Mental illness not to be overlooked Betsey Horton is a graduate student pursuing Interdisciplinary Studies with a Human Rights focus. When I was 16, I was diagnosed with Type II Bipolar disorder. At first, I did not understand the stigma surrounding my illness. It never occurred to me that I was different or that my illness was something society looked down on. I was lucky to have a strong support system around me and I have always been very honest with people about it. I never directly experienced any kind of discrimination because of my illness until my first year of college when I decided to give a presentation in my Composition I class on an article about the potential
link between creativity and bipolar disorder. Needless to say, I put a lot of time into preparing this presentation. I made a pretty PowerPoint, conducted extra research and even practiced in advance. I was certain that not only would I get an “A,” but that my professor would be amazed by my work. After all, I had no reason to believe anyone would find the material “controversial.” I was prepared to answer any question, except for the one my professor asked: “You do know that bipolar disorder isn’t a real thing, right?”
WHAT IS BIPOLAR TYPE II?
According to the National Institute on Mental Health, type II bipolar disorder is a brain disorder characterized by extreme lows and highs, called mania, in mood. Severe depression is a characterisitic of type II.

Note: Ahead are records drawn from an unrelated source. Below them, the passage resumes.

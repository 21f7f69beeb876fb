use crate::global_settings::GlobalSettings;
use clap::{Arg, ArgAction, Command, arg, value_parser};

pub(crate) fn build_cli() -> Command {
    Command::new("iexpense")
        .version("0.1")
        .about("Keep track of your personal and business expenses")
        .args(GlobalSettings::cli())
        .subcommand(
            // Use    eval "$(iexpense completions zsh)"
            Command::new("completions")
                .about("Generate shell completions")
                .arg(
                    Arg::new("shell")
                        .value_name("SHELL")
                        .help("The shell to generate the completions for")
                        .required(true)
                        .value_parser(clap::builder::EnumValueParser::<
                            clap_complete_command::Shell,
                        >::new()),
                ),
        )
}

/// The commands accepted on each line of a session.
pub(crate) fn build_session() -> Command {
    let category = || {
        arg!(-c --category <CATEGORY> "Business, Personal or any other label")
    };

    Command::new("iexpense")
        .no_binary_name(true)
        .subcommand_required(true)
        .disable_version_flag(true)
        .subcommand(
            Command::new("add")
                .about("Add a new expense")
                .arg(arg!(<NAME> "Name of the expense"))
                .arg(
                    arg!(<AMOUNT> "Amount spent, e.g. 3.50")
                        .allow_negative_numbers(true),
                )
                .arg(category().default_value("Business"))
                .arg(arg!(--currency <CODE> "Defaults to the selected currency")),
        )
        .subcommand(
            Command::new("list")
                .alias("ls")
                .about("Show expenses, one table per category")
                .arg(category())
                .arg(arg!(--ids "Show expense ids"))
                .arg(arg!(--json "Output as JSON")),
        )
        .subcommand(
            Command::new("delete")
                .alias("rm")
                .about("Delete expenses given their position")
                .long_about(
                    "Delete expenses given their position.  With --category, \
                     positions are those shown in that category's table, \
                     otherwise they are positions in the full list.",
                )
                .arg(category())
                .arg(
                    Arg::new("index")
                        .value_name("INDEX")
                        .required(true)
                        .num_args(1..)
                        .action(ArgAction::Append)
                        .value_parser(value_parser!(usize)),
                ),
        )
        .subcommand(
            Command::new("currency")
                .about("Show or select the currency for new expenses")
                .arg(arg!([CODE] "ISO code of the currency, e.g. EUR")),
        )
        .subcommand(
            Command::new("currencies").about("List the known currencies"),
        )
        .subcommand(
            Command::new("totals").about("Show totals for each category"),
        )
        .subcommand(Command::new("quit").alias("exit").about("End the session"))
}
use crate::expenses::ExpenseId;

#[derive(thiserror::Error, Debug)]
pub enum Error {
    #[error("index {index} is out of range ({len} expenses)")]
    InvalidIndex { index: usize, len: usize },

    #[error("no expense with id {0}")]
    UnknownExpense(ExpenseId),

    #[error("invalid currency code {0:?}")]
    InvalidCurrency(String),

    #[error("invalid amount: {0}")]
    ParseAmount(#[from] rust_decimal::Error),
}
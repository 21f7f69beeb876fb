use crate::tables::{Align, Column, ColumnFooter, Table, Width};
use expense_lib::categories::Category;
use expense_lib::expenses::Expense;
use expense_lib::store::ExpenseStore;
use expense_lib::totals::CurrencyTotals;

pub struct Settings {
    // One table per category, in this order
    pub categories: Vec<Category>,

    pub column_level: bool,
    pub column_id: bool,

    pub table: crate::tables::Settings,
    pub width: usize,
}

enum Row<'a> {
    Expense(usize, &'a Expense), // position in the category's list
    Total(CurrencyTotals),
}

pub fn list_view(store: &ExpenseStore, settings: &Settings) -> String {
    let index_image = |row: &Row| match row {
        Row::Expense(idx, _) => idx.to_string(),
        Row::Total(_) => String::new(),
    };
    let name_image = |row: &Row| match row {
        Row::Expense(_, e) => e.name().to_string(),
        Row::Total(_) => "Total".to_string(),
    };
    let amount_image = |row: &Row| match row {
        Row::Expense(_, e) => e.display_amount(),
        Row::Total(t) => t.display(),
    };
    let level_image = |row: &Row| match row {
        Row::Expense(_, e) => e.level().label().to_string(),
        Row::Total(_) => String::new(),
    };
    let id_image = |row: &Row| match row {
        Row::Expense(_, e) => e.id().short(),
        Row::Total(_) => String::new(),
    };

    let mut output = String::new();
    for category in &settings.categories {
        let expenses = store.filtered_by(category);
        if expenses.is_empty() {
            output.push_str(&format!("{}: no expenses\n\n", category));
            continue;
        }

        let mut columns = vec![
            Column::new(&index_image)
                .with_title("#")
                .with_align(Align::Right)
                .with_footer(ColumnFooter::Hide),
            Column::new(&name_image)
                .with_title("Name")
                .with_width(Width::ExpandWithMin(8)),
            Column::new(&amount_image)
                .with_title("Amount")
                .with_align(Align::Right),
        ];
        if settings.column_level {
            columns.push(
                Column::new(&level_image)
                    .with_title("Level")
                    .with_footer(ColumnFooter::Hide),
            );
        }
        if settings.column_id {
            columns.push(
                Column::new(&id_image)
                    .with_title("Id")
                    .with_width(Width::Fixed(8))
                    .with_footer(ColumnFooter::Hide),
            );
        }

        let mut table = Table::new(columns, &settings.table)
            .with_title(category.label())
            .with_col_headers();
        let rows: Vec<Row> = expenses
            .into_iter()
            .enumerate()
            .map(|(idx, e)| Row::Expense(idx, e))
            .collect();
        table.add_rows(&rows);
        table.add_footer(&Row::Total(store.totals(category)));

        output.push_str(&table.to_string(settings.width));
        output.push('\n');
    }
    output
}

I was stunned. “Excuse me?” “It’s just something invented by pharmaceutical companies to get people to take more pills. It’s no different than any other ‘mental illness.’ It doesn’t exist.” Being the outspoken person I am, I had no choice but to explain to this ignorant fool why his comments were ignorant and offensive. “That is not true,” I said. “I have bipolar disorder and I can assure you it is very real. I struggle with it every single day of my life. I am not imagining the fight to get out of bed in the morning, the sudden, random bouts of productivity, the reactive nature of my emotions or the fact that I can be perfectly fine one moment and ready to kill myself the next. I don’t know where you got that idea from, but you are wrong.” “You’re just crazy,” he said, waving his hand in dismissal. “It’s all in your head. You could just get over it at
any time if you really wanted to.” We argued for several more minutes before I stormed out of the room in tears. When I got my presentation back, I had been given a “C.” I never went back to that class ever again. This incident is just one example of the stigma surrounding mental illness. Anyone who suffers from one is bound to have a similar tale. It is unfortunate that so many people in our society hold these beliefs. We are not crazy. We are not making it up. We can’t “just get over it.” Our illnesses are just like any other long-term physical illness. We have good days, we have bad days and every day we get up and endure. The only difference is that you cannot see the scars.